*Required work*: Your job is to report every line of the entries that has "Messages".

(Dataset records)

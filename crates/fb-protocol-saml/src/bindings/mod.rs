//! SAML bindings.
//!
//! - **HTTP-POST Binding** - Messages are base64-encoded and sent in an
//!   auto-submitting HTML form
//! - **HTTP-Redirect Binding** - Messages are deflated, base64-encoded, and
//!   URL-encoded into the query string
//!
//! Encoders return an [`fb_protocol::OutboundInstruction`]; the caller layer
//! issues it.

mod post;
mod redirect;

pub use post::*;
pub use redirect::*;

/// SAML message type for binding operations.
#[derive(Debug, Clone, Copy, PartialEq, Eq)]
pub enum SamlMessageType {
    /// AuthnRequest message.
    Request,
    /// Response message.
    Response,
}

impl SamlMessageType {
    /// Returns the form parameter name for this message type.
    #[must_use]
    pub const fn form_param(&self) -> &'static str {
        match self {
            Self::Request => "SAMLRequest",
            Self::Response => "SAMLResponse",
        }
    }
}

*Answer to the exercise*:
//! - **HTTP-POST Binding** - Messages are base64-encoded and sent in an
//! - **HTTP-Redirect Binding** - Messages are deflated, base64-encoded, and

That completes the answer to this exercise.